Learning How to Communicate
When couples come into my office their problems usually have common themes. They express problems with “communication.” Either “we can’t agree on anything,” or “I’m afraid to say what I really think because it will cause an argument.” Couples often feel trapped, caught in a negative dynamic that they can’t break. I rarely encounter a couple who comes to counseling saying, “We have lots of problems but we don’t have any trouble communicating.”
When I cite communication as one of the building blocks of a successful relationship I mean a dialogue where both partners feel heard and understood. It doesn’t mean agreement. It means that their partner can understand that in their world their thoughts and feelings make sense. And often this is very difficult for couples to accomplish on their own.
There will often be differences. There are two different people and it is unlikely that there will be total agreement all of the time. But what differentiates those with a happy union from those who find their relationship difficult is being able to talk about issues in a way that neither party feels dominated or diminished.
Gender differences can play a big role in the way communication is handled in a relationship. Women often expect men to be able to talk about “how they feel” as freely as women can. Men often don’t find this style of talking to be productive and can lose patience. They often want to figure out what they need to do – what action needs to be taken.
I think communication is the grease that keeps a relationship moving forward. Trust and holding the relationship in positive regard are like spokes in the wheel.
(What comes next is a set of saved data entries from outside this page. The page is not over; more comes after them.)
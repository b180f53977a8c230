//! Decode error taxonomy.

use thiserror::Error;

use crate::decode::transport::TransportError;
use crate::decode::types::Provider;

/// Errors that can occur while decoding a request.
///
/// Every variant is recoverable; the router folds them into a failed
/// [`DecodeResult`](crate::decode::DecodeResult).
#[derive(Debug, Error)]
pub enum DecodeError {
    /// Neither a VIN nor a complete plate and state was supplied.
    #[error("must supply either a VIN or a plate and state")]
    InvalidInput,

    /// Plate decode requested without an API key.
    #[error("plate decoding unavailable: no API key configured")]
    MissingCredential,

    /// The upstream call could not be completed.
    #[error("{provider} request failed: {source}")]
    Transport {
        provider: Provider,
        #[source]
        source: TransportError,
    },

    /// The upstream answered with something other than 200 OK.
    #[error("{provider} returned HTTP {status}")]
    UpstreamStatus { provider: Provider, status: u16 },

    /// The upstream body was not a usable JSON attribute map.
    #[error("{provider} returned a malformed response: {reason}")]
    MalformedResponse { provider: Provider, reason: String },
}

impl DecodeError {
    /// Short outcome label for metrics.
    pub fn kind(&self) -> &'static str {
        match self {
            DecodeError::InvalidInput => "invalid_input",
            DecodeError::MissingCredential => "missing_credential",
            DecodeError::Transport { .. } => "transport",
            DecodeError::UpstreamStatus { .. } => "upstream_status",
            DecodeError::MalformedResponse { .. } => "malformed_response",
        }
    }
}
//! Landing page with the decode form.

/// Static HTML served at `/`. Submits to `/decode` and shows the JSON result.
pub const INDEX_HTML: &str = r#"<!DOCTYPE html>
<html lang="en">
<head>
  <meta charset="utf-8">
  <title>Vehicle Decoder</title>
  <style>
    body { font-family: sans-serif; max-width: 40rem; margin: 2rem auto; }
    fieldset { margin-bottom: 1rem; }
    label { display: block; margin: .25rem 0; }
    pre { background: #f4f4f4; padding: 1rem; overflow-x: auto; }
  </style>
</head>
<body>
  <h1>Vehicle Decoder</h1>
  <form id="decode-form">
    <fieldset>
      <legend>Decode by VIN</legend>
      <label>VIN <input name="vin" maxlength="17"></label>
      <label>Model year (optional) <input name="year" maxlength="4"></label>
    </fieldset>
    <fieldset>
      <legend>Or by license plate</legend>
      <label>Plate <input name="plate"></label>
      <label>State <input name="state" maxlength="3"></label>
    </fieldset>
    <button type="submit">Decode</button>
  </form>
  <pre id="result"></pre>
  <script>
    document.getElementById("decode-form").addEventListener("submit", async (event) => {
      event.preventDefault();
      const body = new URLSearchParams(new FormData(event.target));
      const output = document.getElementById("result");
      try {
        const response = await fetch("/decode", { method: "POST", body });
        output.textContent = JSON.stringify(await response.json(), null, 2);
      } catch (err) {
        output.textContent = "Request failed: " + err;
      }
    });
  </script>
</body>
</html>
"#;
//! Request handling.
//!
//! # Responsibilities
//! - Request ID header name and span construction for the trace layer
//! - Accept decode input as either a form or a JSON body
//!
//! # Design Decisions
//! - Request ID added as early as possible for tracing
//! - Malformed bodies become a 400 carrying a JSON error, never a plain-text rejection

use axum::{
    extract::{FromRequest, Request},
    http::{header, HeaderMap, StatusCode},
    Form, Json,
};
use serde::de::DeserializeOwned;
use tracing::Span;

/// Header carrying the per-request correlation ID.
pub const X_REQUEST_ID: &str = "x-request-id";

/// Correlation ID of a request, or `"unknown"` before the ID layer ran.
pub fn request_id(headers: &HeaderMap) -> &str {
    headers
        .get(X_REQUEST_ID)
        .and_then(|v| v.to_str().ok())
        .unwrap_or("unknown")
}

/// Span for one inbound request. Only the path is recorded, never the query.
pub fn request_span(request: &Request) -> Span {
    tracing::info_span!(
        "request",
        request_id = %request_id(request.headers()),
        method = %request.method(),
        path = %request.uri().path(),
    )
}

/// Decode input read from `application/json` or `application/x-www-form-urlencoded`.
#[derive(Debug, Clone)]
pub struct DecodeInput<T>(pub T);

/// Why an inbound body could not be read.
#[derive(Debug, Clone, PartialEq, Eq)]
pub struct InputRejection {
    pub status: StatusCode,
    pub message: String,
}

impl InputRejection {
    fn new(status: StatusCode, message: String) -> Self {
        // Oversized bodies keep 413; everything else is a plain bad request.
        let status = if status == StatusCode::PAYLOAD_TOO_LARGE {
            status
        } else {
            StatusCode::BAD_REQUEST
        };
        Self { status, message }
    }
}

fn is_json(headers: &HeaderMap) -> bool {
    headers
        .get(header::CONTENT_TYPE)
        .and_then(|v| v.to_str().ok())
        .and_then(|v| v.split(';').next())
        .map(|mime| {
            let mime = mime.trim();
            mime.eq_ignore_ascii_case("application/json") || mime.ends_with("+json")
        })
        .unwrap_or(false)
}

impl<S, T> FromRequest<S> for DecodeInput<T>
where
    S: Send + Sync,
    T: DeserializeOwned + Send,
{
    type Rejection = InputRejection;

    async fn from_request(req: Request, state: &S) -> Result<Self, Self::Rejection> {
        if is_json(req.headers()) {
            let Json(value) = Json::<T>::from_request(req, state)
                .await
                .map_err(|e| InputRejection::new(e.status(), e.body_text()))?;
            Ok(Self(value))
        } else {
            let Form(value) = Form::<T>::from_request(req, state)
                .await
                .map_err(|e| InputRejection::new(e.status(), e.body_text()))?;
            Ok(Self(value))
        }
    }
}
//! Lifecycle management subsystem.
//!
//! # Data Flow
//! ```text
//! Startup (startup.rs):
//!     Validated config → Metrics exporter → Decode router → HTTP server → Bind
//!
//! Shutdown (shutdown.rs + signals.rs):
//!     SIGTERM/SIGINT or Shutdown::trigger → Stop accepting → Drain in-flight → Exit
//! ```

pub mod shutdown;
pub mod signals;
pub mod startup;

pub use shutdown::Shutdown;
pub use signals::shutdown_signal;
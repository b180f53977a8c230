//! Route handlers.

use axum::{
    extract::State,
    response::{Html, IntoResponse, Response},
    Json,
};
use serde::Serialize;

use crate::decode::{DecodeQuery, DecodeRequest, DecodeResult, VehicleSummary};
use crate::http::index::INDEX_HTML;
use crate::http::request::{DecodeInput, InputRejection};
use crate::http::response::VehicleResponse;
use crate::http::server::AppState;

#[derive(Debug, Serialize)]
pub struct HealthStatus {
    pub status: &'static str,
    pub version: &'static str,
    pub plate_decoding: bool,
}

pub async fn index() -> Html<&'static str> {
    Html(INDEX_HTML)
}

pub async fn health(State(state): State<AppState>) -> Json<HealthStatus> {
    Json(HealthStatus {
        status: "ok",
        version: env!("CARGO_PKG_VERSION"),
        plate_decoding: state.decoder.credential().is_configured(),
    })
}

/// `POST /decode`: VIN or plate decode, always answered with a `DecodeResult`.
pub async fn decode(
    State(state): State<AppState>,
    DecodeInput(request): DecodeInput<DecodeRequest>,
) -> DecodeResult {
    state.decoder.decode(&request).await
}

/// `POST /decode/vehicle`: VIN decode condensed into a [`VehicleSummary`].
pub async fn decode_vehicle(
    State(state): State<AppState>,
    input: Result<DecodeInput<DecodeRequest>, InputRejection>,
) -> Response {
    let request = match input {
        Ok(DecodeInput(request)) => DecodeRequest {
            vin: request.vin,
            model_year: request.model_year,
            ..DecodeRequest::default()
        },
        Err(rejection) => return VehicleResponse::bad_input(rejection).into_response(),
    };

    let vin = match request.classify() {
        DecodeQuery::Vin { vin, .. } => vin,
        _ => return VehicleResponse::missing_vin().into_response(),
    };

    match state.decoder.decode(&request).await {
        DecodeResult {
            success: true,
            data: Some(attributes),
            ..
        } => VehicleResponse::car(VehicleSummary::from_attributes(&vin, &attributes)).into_response(),
        DecodeResult { error, .. } => {
            VehicleResponse::upstream_failure(error.unwrap_or_else(|| "decode failed".to_string()))
                .into_response()
        }
    }
}
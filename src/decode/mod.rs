//! Decode subsystem.
//!
//! # Data Flow
//! ```text
//! DecodeRequest (form / JSON body)
//!     → types.rs (classify: VIN | plate | invalid)
//!     → router.rs (build upstream URL, one call via transport.rs)
//!     → router.rs (status + JSON checks, vPIC Results unwrapping)
//!     → DecodeResult { success, data | error }
//! ```
//!
//! # Design Decisions
//! - VIN takes precedence when both a VIN and a plate are supplied
//! - Invalid input and a missing API key are answered without any network call
//! - Every failure is reported in the result; nothing here is fatal

pub mod error;
pub mod router;
pub mod transport;
pub mod types;
pub mod vehicle;

pub use error::DecodeError;
pub use router::{DecodeRouter, EndpointError, ProviderEndpoints};
pub use transport::{HttpTransport, ReqwestTransport, TransportError, UpstreamResponse};
pub use types::{DecodeQuery, DecodeRequest, DecodeResult, Provider, ProviderCredential};
pub use vehicle::VehicleSummary;
//! Startup orchestration.
//!
//! # Responsibilities
//! - Start the optional metrics exporter
//! - Build the decode router and HTTP server from validated config
//! - Bind the listener last, so traffic only arrives when ready
//!
//! # Design Decisions
//! - Fail fast: any startup error is fatal
//! - A metrics exporter failure is logged, not fatal

use std::net::SocketAddr;

use thiserror::Error;
use tokio::net::TcpListener;

use crate::config::DecoderConfig;
use crate::http::{HttpServer, ServerError};
use crate::lifecycle::Shutdown;
use crate::observability::metrics;

/// Errors that abort startup.
#[derive(Debug, Error)]
pub enum StartupError {
    #[error("server setup failed: {0}")]
    Server(#[from] ServerError),

    #[error("failed to bind {address}: {source}")]
    Bind {
        address: String,
        #[source]
        source: std::io::Error,
    },

    #[error("server error: {0}")]
    Io(#[from] std::io::Error),
}

/// Run the service until a shutdown signal arrives.
pub async fn run(config: DecoderConfig, shutdown: &Shutdown) -> Result<(), StartupError> {
    tracing::info!(
        bind_address = %config.listener.bind_address,
        upstream_timeout_secs = config.timeouts.upstream_secs,
        plate_decoding = config.providers.api_key.is_some(),
        "Configuration loaded"
    );

    if config.observability.metrics_enabled {
        match config.observability.metrics_address.parse::<SocketAddr>() {
            Ok(addr) => {
                if let Err(e) = metrics::init_metrics(addr) {
                    tracing::error!(error = %e, "Failed to start metrics exporter");
                }
            }
            Err(e) => tracing::error!(
                metrics_address = %config.observability.metrics_address,
                error = %e,
                "Failed to parse metrics address"
            ),
        }
    }

    if config.providers.api_key.is_none() {
        tracing::warn!("No plate decoding API key configured; plate lookups will be refused");
    }

    let server = HttpServer::new(config)?;

    let address = server.config().listener.bind_address.clone();
    let listener = TcpListener::bind(&address)
        .await
        .map_err(|source| StartupError::Bind { address, source })?;

    server.run(listener, shutdown.subscribe()).await?;
    Ok(())
}
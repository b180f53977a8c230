use clap::{Parser, Subcommand};
use serde_json::Value;

#[derive(Parser)]
#[command(name = "decode-cli")]
#[command(about = "Command-line client for the vehicle decoder service", long_about = None)]
struct Cli {
    #[arg(short, long, default_value = "http://localhost:5000")]
    url: String,

    #[command(subcommand)]
    command: Commands,
}

#[derive(Subcommand)]
enum Commands {
    /// Decode a vehicle identification number
    Vin {
        vin: String,
        /// Model year hint
        #[arg(short, long)]
        year: Option<String>,
        /// Print the condensed vehicle summary instead of raw attributes
        #[arg(long)]
        summary: bool,
    },
    /// Decode a license plate
    Plate {
        plate: String,
        /// Issuing state or province
        state: String,
    },
}

#[tokio::main]
async fn main() -> Result<(), Box<dyn std::error::Error>> {
    let cli = Cli::parse();
    let client = reqwest::Client::new();

    let (path, form) = match cli.command {
        Commands::Vin { vin, year, summary } => {
            let mut form = vec![("vin", vin)];
            if let Some(year) = year {
                form.push(("year", year));
            }
            let path = if summary { "/decode/vehicle" } else { "/decode" };
            (path, form)
        }
        Commands::Plate { plate, state } => ("/decode", vec![("plate", plate), ("state", state)]),
    };

    let res = client
        .post(format!("{}{}", cli.url.trim_end_matches('/'), path))
        .form(&form)
        .send()
        .await?;
    print_response(res).await
}

async fn print_response(res: reqwest::Response) -> Result<(), Box<dyn std::error::Error>> {
    let status = res.status();
    let text = res.text().await?;

    match serde_json::from_str::<Value>(&text) {
        Ok(json) => {
            let failed = json.get("success") == Some(&Value::Bool(false)) || json.get("error").is_some();
            println!("{}", serde_json::to_string_pretty(&json)?);
            if failed || !status.is_success() {
                std::process::exit(1);
            }
        }
        Err(_) => {
            eprintln!("Error: decoder returned status {}", status);
            eprintln!("Response: {}", text);
            std::process::exit(1);
        }
    }
    Ok(())
}
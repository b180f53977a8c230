//! Metrics collection and exposition.
//!
//! # Metrics
//! - `decoder_requests_total` (counter): decodes by provider, outcome
//! - `decoder_request_duration_seconds` (histogram): end-to-end decode latency
//! - `decoder_upstream_responses_total` (counter): upstream answers by provider, status
//! - `decoder_upstream_duration_seconds` (histogram): upstream call latency
//!
//! Recording is a no-op until [`init_metrics`] installs the exporter.

use std::net::SocketAddr;
use std::time::Instant;

use metrics::{counter, histogram};
use metrics_exporter_prometheus::{BuildError, PrometheusBuilder};

/// Install the Prometheus exporter with its own HTTP listener.
pub fn init_metrics(addr: SocketAddr) -> Result<(), BuildError> {
    PrometheusBuilder::new().with_http_listener(addr).install()?;
    tracing::info!(address = %addr, "Metrics exporter listening");
    Ok(())
}

/// Record one finished decode.
pub fn record_decode(provider: &'static str, outcome: &'static str, start: Instant) {
    counter!("decoder_requests_total", "provider" => provider, "outcome" => outcome).increment(1);
    histogram!("decoder_request_duration_seconds", "provider" => provider)
        .record(start.elapsed().as_secs_f64());
}

/// Record one upstream response.
pub fn record_upstream(provider: &'static str, status: u16, start: Instant) {
    counter!(
        "decoder_upstream_responses_total",
        "provider" => provider,
        "status" => status.to_string()
    )
    .increment(1);
    histogram!("decoder_upstream_duration_seconds", "provider" => provider)
        .record(start.elapsed().as_secs_f64());
}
By trust I mean that you feel that you have a secure base with your partner – that there is a mutual pact or understanding about what behaviors would be too hurtful and cause severe damage to the relationship.
Often in the early stages of a relationship couples operate with the idea that “he or she wouldn’t do that,” or “well, that’s obvious, why should we have to discuss that.” It’s often only when a couple’s expectations of each other are put to the test that they realize that they need to clearly state their expectations and assumptions in an open and explicit way and reach an understanding about the underlying issue. Working with a therapist can help bring that issue out onto the table and guide the discussion toward resolution.